_Try it_:
What lines below include the string "DuelError"? Pick them out and copy them.

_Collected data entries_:
*-*-*

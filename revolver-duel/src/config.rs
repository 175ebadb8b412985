use crate::error::{DuelError, Result};
use serde::{Deserialize, Serialize};
use std::path::Path;
use std::time::Duration;

#[derive(Debug, Clone, Serialize, Deserialize)]
#[serde(default)]
pub struct DuelConfig {
    pub max_rounds: u32,
    pub lives_per_round: u32,
    pub min_chambers: usize,
    pub max_chambers: usize,
    /// Winnings are `bet * win_multiplier`.
    pub win_multiplier: i64,
    /// Surrender and timeout forfeits cost `bet / surrender_divisor`.
    pub surrender_divisor: i64,
    /// Seconds the player has to answer a prompt before forfeiting.
    pub choice_timeout_secs: u64,
    /// Fixed seed for reproducible matches; entropy when unset.
    pub seed: Option<u64>,
}

impl Default for DuelConfig {
    fn default() -> Self {
        Self {
            max_rounds: 3,
            lives_per_round: 3,
            min_chambers: 6,
            max_chambers: 9,
            win_multiplier: 3,
            surrender_divisor: 2,
            choice_timeout_secs: 30,
            seed: None,
        }
    }
}

impl DuelConfig {
    pub fn seeded(seed: u64) -> Self {
        Self {
            seed: Some(seed),
            ..Self::default()
        }
    }

    pub fn choice_timeout(&self) -> Duration {
        Duration::from_secs(self.choice_timeout_secs)
    }

    /// Read a JSON config file. Missing fields take their defaults.
    pub fn load(path: &Path) -> Result<Self> {
        let content = std::fs::read_to_string(path)?;
        let config: Self = serde_json::from_str(&content)?;
        config.validate()?;
        Ok(config)
    }

    pub fn validate(&self) -> Result<()> {
        if self.max_rounds == 0 {
            return Err(DuelError::config("A match needs at least one round"));
        }

        if self.lives_per_round == 0 {
            return Err(DuelError::config("Lives per round must be greater than 0"));
        }

        // at least one loaded and one empty chamber
        if self.min_chambers < 2 {
            return Err(DuelError::config("A revolver needs at least 2 chambers"));
        }

        if self.min_chambers > self.max_chambers {
            return Err(DuelError::config(format!(
                "Chamber range {}..={} is empty",
                self.min_chambers, self.max_chambers
            )));
        }

        if self.win_multiplier < 0 {
            return Err(DuelError::config("Win multiplier cannot be negative"));
        }

        if self.surrender_divisor <= 0 {
            return Err(DuelError::config("Surrender divisor must be greater than 0"));
        }

        if self.choice_timeout_secs == 0 {
            return Err(DuelError::config("Choice timeout must be greater than 0"));
        }

        Ok(())
    }
}

#[cfg(test)]
mod tests {
    use super::*;

    #[test]
    fn test_defaults_match_house_rules() {
        let config = DuelConfig::default();
        assert!(config.validate().is_ok());
        assert_eq!(config.max_rounds, 3);
        assert_eq!(config.lives_per_round, 3);
        assert_eq!(config.choice_timeout(), Duration::from_secs(30));
    }

    #[test]
    fn test_validate_rejects_bad_ranges() {
        let mut config = DuelConfig::default();
        config.min_chambers = 10;
        assert!(matches!(config.validate(), Err(DuelError::Config(_))));

        let mut config = DuelConfig::default();
        config.min_chambers = 1;
        config.max_chambers = 1;
        assert!(config.validate().is_err());

        let mut config = DuelConfig::default();
        config.surrender_divisor = 0;
        assert!(config.validate().is_err());
    }

    #[test]
    fn test_load_validates_file() {
        let temp_dir = tempfile::tempdir().unwrap();
        let path = temp_dir.path().join("duel.json");

        std::fs::write(&path, r#"{"win_multiplier": 5}"#).unwrap();
        assert_eq!(DuelConfig::load(&path).unwrap().win_multiplier, 5);

        std::fs::write(&path, r#"{"lives_per_round": 0}"#).unwrap();
        assert!(matches!(DuelConfig::load(&path), Err(DuelError::Config(_))));

        assert!(matches!(
            DuelConfig::load(&temp_dir.path().join("missing.json")),
            Err(DuelError::Io(_))
        ));
    }

    #[test]
    fn test_partial_json_uses_defaults() {
        let config: DuelConfig = serde_json::from_str(r#"{"max_rounds": 5, "seed": 11}"#).unwrap();
        assert_eq!(config.max_rounds, 5);
        assert_eq!(config.seed, Some(11));
        assert_eq!(config.max_chambers, 9);
    }

    #[test]
    fn test_timeout_read_as_seconds() {
        let config: DuelConfig = serde_json::from_str(r#"{"choice_timeout_secs": 45}"#).unwrap();
        assert_eq!(config.choice_timeout(), Duration::from_secs(45));

        let json = serde_json::to_value(DuelConfig::default()).unwrap();
        assert_eq!(json["choice_timeout_secs"], 30);

        let config: DuelConfig = serde_json::from_str(r#"{"choice_timeout_secs": 0}"#).unwrap();
        assert!(matches!(config.validate(), Err(DuelError::Config(_))));
    }
}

*-*-*

_Result below_:
use crate::error::{DuelError, Result};
            return Err(DuelError::config("A match needs at least one round"));
            return Err(DuelError::config("Lives per round must be greater than 0"));
            return Err(DuelError::config("A revolver needs at least 2 chambers"));
            return Err(DuelError::config(format!(
            return Err(DuelError::config("Win multiplier cannot be negative"));
            return Err(DuelError::config("Surrender divisor must be greater than 0"));
            return Err(DuelError::config("Choice timeout must be greater than 0"));
        assert!(matches!(config.validate(), Err(DuelError::Config(_))));
        assert!(matches!(DuelConfig::load(&path), Err(DuelError::Config(_))));
            Err(DuelError::Io(_))
        assert!(matches!(config.validate(), Err(DuelError::Config(_))));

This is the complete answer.